> [Exercise brief]: The data should be transcribed in its entirety, word for word.

> [Supplied material]:

BEGIN

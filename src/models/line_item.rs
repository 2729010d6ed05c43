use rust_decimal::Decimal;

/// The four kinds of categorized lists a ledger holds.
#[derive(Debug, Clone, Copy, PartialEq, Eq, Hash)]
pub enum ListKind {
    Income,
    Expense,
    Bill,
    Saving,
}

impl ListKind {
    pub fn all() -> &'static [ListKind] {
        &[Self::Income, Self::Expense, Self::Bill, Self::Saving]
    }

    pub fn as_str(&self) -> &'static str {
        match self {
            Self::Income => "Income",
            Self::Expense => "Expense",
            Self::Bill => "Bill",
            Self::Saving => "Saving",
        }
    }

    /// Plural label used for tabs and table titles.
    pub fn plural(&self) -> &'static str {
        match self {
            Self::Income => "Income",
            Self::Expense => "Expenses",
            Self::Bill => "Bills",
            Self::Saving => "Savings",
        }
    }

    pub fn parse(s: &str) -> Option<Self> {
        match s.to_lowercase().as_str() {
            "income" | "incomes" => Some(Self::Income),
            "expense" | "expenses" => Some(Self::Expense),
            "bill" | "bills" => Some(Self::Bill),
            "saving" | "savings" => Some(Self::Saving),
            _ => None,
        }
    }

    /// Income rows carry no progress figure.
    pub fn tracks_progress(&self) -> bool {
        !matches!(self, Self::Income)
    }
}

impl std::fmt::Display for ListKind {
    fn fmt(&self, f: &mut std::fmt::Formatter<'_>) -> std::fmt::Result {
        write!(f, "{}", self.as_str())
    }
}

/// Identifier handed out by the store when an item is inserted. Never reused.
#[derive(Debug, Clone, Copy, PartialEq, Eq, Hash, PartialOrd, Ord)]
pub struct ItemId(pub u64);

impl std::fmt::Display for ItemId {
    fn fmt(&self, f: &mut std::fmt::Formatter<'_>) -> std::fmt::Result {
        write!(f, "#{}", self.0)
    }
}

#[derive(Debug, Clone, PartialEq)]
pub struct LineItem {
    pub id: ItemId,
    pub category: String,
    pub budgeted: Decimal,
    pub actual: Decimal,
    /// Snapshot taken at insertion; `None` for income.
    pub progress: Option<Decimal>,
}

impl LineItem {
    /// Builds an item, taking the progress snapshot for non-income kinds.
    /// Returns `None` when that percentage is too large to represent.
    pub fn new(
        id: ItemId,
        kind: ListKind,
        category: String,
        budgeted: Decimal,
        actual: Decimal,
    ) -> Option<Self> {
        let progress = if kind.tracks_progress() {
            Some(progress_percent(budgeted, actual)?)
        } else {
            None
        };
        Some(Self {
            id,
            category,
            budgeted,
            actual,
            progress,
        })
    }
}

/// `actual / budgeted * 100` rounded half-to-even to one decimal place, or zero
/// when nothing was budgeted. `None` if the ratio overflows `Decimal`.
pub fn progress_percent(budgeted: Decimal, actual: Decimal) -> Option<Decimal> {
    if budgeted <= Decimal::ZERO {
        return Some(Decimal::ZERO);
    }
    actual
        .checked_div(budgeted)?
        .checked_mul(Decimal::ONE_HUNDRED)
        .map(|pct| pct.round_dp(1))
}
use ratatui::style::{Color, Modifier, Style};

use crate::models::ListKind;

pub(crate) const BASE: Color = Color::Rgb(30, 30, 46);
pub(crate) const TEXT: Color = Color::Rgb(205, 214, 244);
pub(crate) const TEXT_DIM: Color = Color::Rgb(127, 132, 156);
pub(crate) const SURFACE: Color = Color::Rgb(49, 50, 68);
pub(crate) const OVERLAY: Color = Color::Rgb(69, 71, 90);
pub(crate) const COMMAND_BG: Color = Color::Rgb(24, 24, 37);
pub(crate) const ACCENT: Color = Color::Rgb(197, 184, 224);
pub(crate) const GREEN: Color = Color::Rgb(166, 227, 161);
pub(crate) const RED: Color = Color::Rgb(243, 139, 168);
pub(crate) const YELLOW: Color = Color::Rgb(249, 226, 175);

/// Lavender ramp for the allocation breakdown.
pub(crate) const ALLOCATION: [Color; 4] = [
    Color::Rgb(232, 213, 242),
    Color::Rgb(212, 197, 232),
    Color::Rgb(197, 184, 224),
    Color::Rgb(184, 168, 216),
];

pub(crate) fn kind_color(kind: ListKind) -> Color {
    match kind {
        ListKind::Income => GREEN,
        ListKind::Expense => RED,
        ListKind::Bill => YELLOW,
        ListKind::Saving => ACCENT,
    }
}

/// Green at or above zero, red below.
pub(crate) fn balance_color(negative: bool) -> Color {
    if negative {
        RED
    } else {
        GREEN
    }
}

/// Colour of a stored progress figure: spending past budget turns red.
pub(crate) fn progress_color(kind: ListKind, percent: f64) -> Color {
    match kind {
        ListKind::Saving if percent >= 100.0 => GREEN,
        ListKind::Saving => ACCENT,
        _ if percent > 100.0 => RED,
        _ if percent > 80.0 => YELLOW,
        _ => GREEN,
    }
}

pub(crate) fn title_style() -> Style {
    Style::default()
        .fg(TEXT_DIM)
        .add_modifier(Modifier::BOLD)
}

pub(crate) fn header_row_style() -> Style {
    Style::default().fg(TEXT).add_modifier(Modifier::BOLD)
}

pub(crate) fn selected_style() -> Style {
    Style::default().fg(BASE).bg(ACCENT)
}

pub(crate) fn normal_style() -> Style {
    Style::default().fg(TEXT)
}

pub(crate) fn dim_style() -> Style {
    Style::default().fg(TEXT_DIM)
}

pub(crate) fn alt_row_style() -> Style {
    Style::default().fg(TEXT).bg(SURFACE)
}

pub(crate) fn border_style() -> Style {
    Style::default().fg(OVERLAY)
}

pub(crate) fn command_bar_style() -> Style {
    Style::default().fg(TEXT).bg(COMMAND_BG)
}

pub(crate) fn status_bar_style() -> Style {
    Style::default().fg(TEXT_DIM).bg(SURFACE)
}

END

> [Answer to this task]:
filename src/models/line_item.rs
repository 2729010d6ed05c43
use rust_decimal::Decimal;

/// The four kinds of categorized lists a ledger holds.
#[derive(Debug, Clone, Copy, PartialEq, Eq, Hash)]
pub enum ListKind {
    Income,
    Expense,
    Bill,
    Saving,
}

impl ListKind {
    pub fn all() -> &'static [ListKind] {
        &[Self::Income, Self::Expense, Self::Bill, Self::Saving]
    }

    pub fn as_str(&self) -> &'static str {
        match self {
            Self::Income => "Income",
            Self::Expense => "Expense",
            Self::Bill => "Bill",
            Self::Saving => "Saving",
        }
    }

    /// Plural label used for tabs and table titles.
    pub fn plural(&self) -> &'static str {
        match self {
            Self::Income => "Income",
            Self::Expense => "Expenses",
            Self::Bill => "Bills",
            Self::Saving => "Savings",
        }
    }

    pub fn parse(s: &str) -> Option<Self> {
        match s.to_lowercase().as_str() {
            "income" | "incomes" => Some(Self::Income),
            "expense" | "expenses" => Some(Self::Expense),
            "bill" | "bills" => Some(Self::Bill),
            "saving" | "savings" => Some(Self::Saving),
            _ => None,
        }
    }

    /// Income rows carry no progress figure.
    pub fn tracks_progress(&self) -> bool {
        !matches!(self, Self::Income)
    }
}

impl std::fmt::Display for ListKind {
    fn fmt(&self, f: &mut std::fmt::Formatter<'_>) -> std::fmt::Result {
        write!(f, "{}", self.as_str())
    }
}

/// Identifier handed out by the store when an item is inserted. Never reused.
#[derive(Debug, Clone, Copy, PartialEq, Eq, Hash, PartialOrd, Ord)]
pub struct ItemId(pub u64);

impl std::fmt::Display for ItemId {
    fn fmt(&self, f: &mut std::fmt::Formatter<'_>) -> std::fmt::Result {
        write!(f, "#{}", self.0)
    }
}

#[derive(Debug, Clone, PartialEq)]
pub struct LineItem {
    pub id: ItemId,
    pub category: String,
    pub budgeted: Decimal,
    pub actual: Decimal,
    /// Snapshot taken at insertion; `None` for income.
    pub progress: Option<Decimal>,
}

impl LineItem {
    /// Builds an item, taking the progress snapshot for non-income kinds.
    /// Returns `None` when that percentage is too large to represent.
    pub fn new(
        id: ItemId,
        kind: ListKind,
        category: String,
        budgeted: Decimal,
        actual: Decimal,
    ) -> Option<Self> {
        let progress = if kind.tracks_progress() {
            Some(progress_percent(budgeted, actual)?)
        } else {
            None
        };
        Some(Self {
            id,
            category,
            budgeted,
            actual,
            progress,
        })
    }
}

/// `actual / budgeted * 100` rounded half-to-even to one decimal place, or zero
/// when nothing was budgeted. `None` if the ratio overflows `Decimal`.
pub fn progress_percent(budgeted: Decimal, actual: Decimal) -> Option<Decimal> {
    if budgeted <= Decimal::ZERO {
        return Some(Decimal::ZERO);
    }
    actual
        .checked_div(budgeted)?
        .checked_mul(Decimal::ONE_HUNDRED)
        .map(|pct| pct.round_dp(1))
}
use ratatui::style::{Color, Modifier, Style};

use crate::models::ListKind;

pub(crate) const BASE: Color = Color::Rgb(30, 30, 46);
pub(crate) const TEXT: Color = Color::Rgb(205, 214, 244);
pub(crate) const TEXT_DIM: Color = Color::Rgb(127, 132, 156);
pub(crate) const SURFACE: Color = Color::Rgb(49, 50, 68);
pub(crate) const OVERLAY: Color = Color::Rgb(69, 71, 90);
pub(crate) const COMMAND_BG: Color = Color::Rgb(24, 24, 37);
pub(crate) const ACCENT: Color = Color::Rgb(197, 184, 224);
pub(crate) const GREEN: Color = Color::Rgb(166, 227, 161);
pub(crate) const RED: Color = Color::Rgb(243, 139, 168);
pub(crate) const YELLOW: Color = Color::Rgb(249, 226, 175);

/// Lavender ramp for the allocation breakdown.
pub(crate) const ALLOCATION: [Color; 4] = [
    Color::Rgb(232, 213, 242),
    Color::Rgb(212, 197, 232),
    Color::Rgb(197, 184, 224),
    Color::Rgb(184, 168, 216),
];

pub(crate) fn kind_color(kind: ListKind) -> Color {
    match kind {
        ListKind::Income => GREEN,
        ListKind::Expense => RED,
        ListKind::Bill => YELLOW,
        ListKind::Saving => ACCENT,
    }
}

/// Green at or above zero, red below.
pub(crate) fn balance_color(negative: bool) -> Color {
    if negative {
        RED
    } else {
        GREEN
    }
}

/// Colour of a stored progress figure: spending past budget turns red.
pub(crate) fn progress_color(kind: ListKind, percent: f64) -> Color {
    match kind {
        ListKind::Saving if percent >= 100.0 => GREEN,
        ListKind::Saving => ACCENT,
        _ if percent > 100.0 => RED,
        _ if percent > 80.0 => YELLOW,
        _ => GREEN,
    }
}

pub(crate) fn title_style() -> Style {
    Style::default()
        .fg(TEXT_DIM)
        .add_modifier(Modifier::BOLD)
}

pub(crate) fn header_row_style() -> Style {
    Style::default().fg(TEXT).add_modifier(Modifier::BOLD)
}

pub(crate) fn selected_style() -> Style {
    Style::default().fg(BASE).bg(ACCENT)
}

pub(crate) fn normal_style() -> Style {
    Style::default().fg(TEXT)
}

pub(crate) fn dim_style() -> Style {
    Style::default().fg(TEXT_DIM)
}

pub(crate) fn alt_row_style() -> Style {
    Style::default().fg(TEXT).bg(SURFACE)
}

pub(crate) fn border_style() -> Style {
    Style::default().fg(OVERLAY)
}

pub(crate) fn command_bar_style() -> Style {
    Style::default().fg(TEXT).bg(COMMAND_BG)
}

pub(crate) fn status_bar_style() -> Style {
    Style::default().fg(TEXT_DIM).bg(SURFACE)
}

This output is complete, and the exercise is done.